It will come as little surprise that people with the opposite traits, those who are impulsive and aggressive, are harder to employ. They disproportionately fill the ranks of those on welfare, where - as problem families - they make major contributions to violence and criminality. They also fecklessly create large numbers of offspring and then neglect them.

These stereotypical descriptions are not, of course, constructed from thin air. They summarise countless reports and the daily experiences of people unfortunate enough to have to deal with them.

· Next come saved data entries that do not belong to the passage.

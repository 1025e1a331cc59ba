//! Configuration error module.
//!
//! This module defines error types that may occur during configuration loading,
//! parsing, and validation operations.

use std::path::PathBuf;
use thiserror::Error;

/// Errors that can occur during configuration operations.
#[derive(Error, Debug)]
pub enum ConfigError {
    /// Error when the configuration file is missing.
    #[error("Configuration file not found: {}", .0.display())]
    FileNotFound(PathBuf),

    /// Error when parsing the configuration file.
    #[error("Failed to parse configuration file: {0}")]
    ParseError(String),

    /// Error when validating the configuration.
    #[error("Configuration validation error: {0}")]
    ValidationError(String),

    /// Any other failure raised while assembling the configuration sources.
    #[error("Configuration error: {0}")]
    Other(String),
}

Adam Perkins, in his book 'The Welfare Trait', calls these people 'employment resistant'. As personality traits are moderately heritable (he quotes 0.3-0.4, Wikipedia has 0.4 -0.6), he suggests that we're rather stupid in our welfare policies to encourage their enhanced reproduction.

How could anyone with half a brain disagree? When you're in a hole, stop digging. But the key issue is how big a problem it really is. The author has some numbers (p. 134 ff) buried in a rather lengthy and turgid discussion, but my impression is that in the great scheme of things it's not the biggest problem we face right now. In any event, his proposed solution of disincentivising reproduction by the employment-resistant would make a difference over generations only at the margins.

Dr Perkins takes 185 pages to make the points above, and his writing is pedestrian and leaden.  His heart is in the right place, and it is of course deplorable that  he has been prevented from speaking by right-on students, but I still couldn't really recommend you buy this book; way too repetitive, not enough sparkle, originality or wit.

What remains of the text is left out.